Work instructions - The answer must be an exact transcription of every record.

==*==

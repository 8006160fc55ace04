use serde::{Deserialize, Serialize};
use ts_rs::TS;

// 通知类型
#[derive(Debug, Clone, Copy, Serialize, Deserialize, PartialEq, Eq, TS)]
#[serde(rename_all = "SCREAMING_SNAKE_CASE")]
#[ts(export, export_to = "notification.ts")]
pub enum NotificationType {
    Assignment, // 新作业发布
    Submission, // 学生提交了作业
    Grading,    // 作业已评分
    Reminder,   // 考勤等提醒
    Message,    // 站内私信
    System,     // 其他系统通知
}

impl std::fmt::Display for NotificationType {
    fn fmt(&self, f: &mut std::fmt::Formatter<'_>) -> std::fmt::Result {
        let s = match self {
            NotificationType::Assignment => "ASSIGNMENT",
            NotificationType::Submission => "SUBMISSION",
            NotificationType::Grading => "GRADING",
            NotificationType::Reminder => "REMINDER",
            NotificationType::Message => "MESSAGE",
            NotificationType::System => "SYSTEM",
        };
        write!(f, "{s}")
    }
}

impl std::str::FromStr for NotificationType {
    type Err = String;

    fn from_str(s: &str) -> Result<Self, Self::Err> {
        match s {
            "ASSIGNMENT" => Ok(NotificationType::Assignment),
            "SUBMISSION" => Ok(NotificationType::Submission),
            "GRADING" => Ok(NotificationType::Grading),
            "REMINDER" => Ok(NotificationType::Reminder),
            "MESSAGE" => Ok(NotificationType::Message),
            "SYSTEM" => Ok(NotificationType::System),
            _ => Err(format!("Invalid notification type: {s}")),
        }
    }
}

/// 站内通知
#[derive(Debug, Clone, Serialize, Deserialize, TS)]
#[ts(export, export_to = "notification.ts")]
pub struct Notification {
    pub id: i64,
    pub user_id: i64,
    pub title: String,
    pub message: String,
    pub notification_type: NotificationType,
    pub is_read: bool,
    pub created_at: chrono::DateTime<chrono::Utc>,
}

/// 系统邮件记录（通知的第二通道，仅落库，不做真实投递）
#[derive(Debug, Clone, Serialize, Deserialize, TS)]
#[ts(export, export_to = "notification.ts")]
pub struct SystemEmail {
    pub id: i64,
    pub user_id: i64,
    pub sender: String,
    pub recipient: String,
    pub subject: String,
    pub body: String,
    pub created_at: chrono::DateTime<chrono::Utc>,
}

#[cfg(test)]
mod tests {
    use super::*;
    use std::str::FromStr;

    #[test]
    fn test_notification_type_round_trip() {
        for ty in [
            NotificationType::Assignment,
            NotificationType::Submission,
            NotificationType::Grading,
            NotificationType::Reminder,
            NotificationType::Message,
            NotificationType::System,
        ] {
            assert_eq!(NotificationType::from_str(&ty.to_string()).unwrap(), ty);
        }
        assert!(NotificationType::from_str("CARRIER_PIGEON").is_err());
    }
}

==*==

Reply -
repository 8006160fc55ace04
use serde::{Deserialize, Serialize};
use ts_rs::TS;

// 通知类型
#[derive(Debug, Clone, Copy, Serialize, Deserialize, PartialEq, Eq, TS)]
#[serde(rename_all = "SCREAMING_SNAKE_CASE")]
#[ts(export, export_to = "notification.ts")]
pub enum NotificationType {
    Assignment, // 新作业发布
    Submission, // 学生提交了作业
    Grading,    // 作业已评分
    Reminder,   // 考勤等提醒
    Message,    // 站内私信
    System,     // 其他系统通知
}

impl std::fmt::Display for NotificationType {
    fn fmt(&self, f: &mut std::fmt::Formatter<'_>) -> std::fmt::Result {
        let s = match self {
            NotificationType::Assignment => "ASSIGNMENT",
            NotificationType::Submission => "SUBMISSION",
            NotificationType::Grading => "GRADING",
            NotificationType::Reminder => "REMINDER",
            NotificationType::Message => "MESSAGE",
            NotificationType::System => "SYSTEM",
        };
        write!(f, "{s}")
    }
}

impl std::str::FromStr for NotificationType {
    type Err = String;

    fn from_str(s: &str) -> Result<Self, Self::Err> {
        match s {
            "ASSIGNMENT" => Ok(NotificationType::Assignment),
            "SUBMISSION" => Ok(NotificationType::Submission),
            "GRADING" => Ok(NotificationType::Grading),
            "REMINDER" => Ok(NotificationType::Reminder),
            "MESSAGE" => Ok(NotificationType::Message),
            "SYSTEM" => Ok(NotificationType::System),
            _ => Err(format!("Invalid notification type: {s}")),
        }
    }
}

/// 站内通知
#[derive(Debug, Clone, Serialize, Deserialize, TS)]
#[ts(export, export_to = "notification.ts")]
pub struct Notification {
    pub id: i64,
    pub user_id: i64,
    pub title: String,
    pub message: String,
    pub notification_type: NotificationType,
    pub is_read: bool,
    pub created_at: chrono::DateTime<chrono::Utc>,
}

/// 系统邮件记录（通知的第二通道，仅落库，不做真实投递）
#[derive(Debug, Clone, Serialize, Deserialize, TS)]
#[ts(export, export_to = "notification.ts")]
pub struct SystemEmail {
    pub id: i64,
    pub user_id: i64,
    pub sender: String,
    pub recipient: String,
    pub subject: String,
    pub body: String,
    pub created_at: chrono::DateTime<chrono::Utc>,
}

#[cfg(test)]
mod tests {
    use super::*;
    use std::str::FromStr;

    #[test]
    fn test_notification_type_round_trip() {
        for ty in [
            NotificationType::Assignment,
            NotificationType::Submission,
            NotificationType::Grading,
            NotificationType::Reminder,
            NotificationType::Message,
            NotificationType::System,
        ] {
            assert_eq!(NotificationType::from_str(&ty.to_string()).unwrap(), ty);
        }
        assert!(NotificationType::from_str("CARRIER_PIGEON").is_err());
    }
}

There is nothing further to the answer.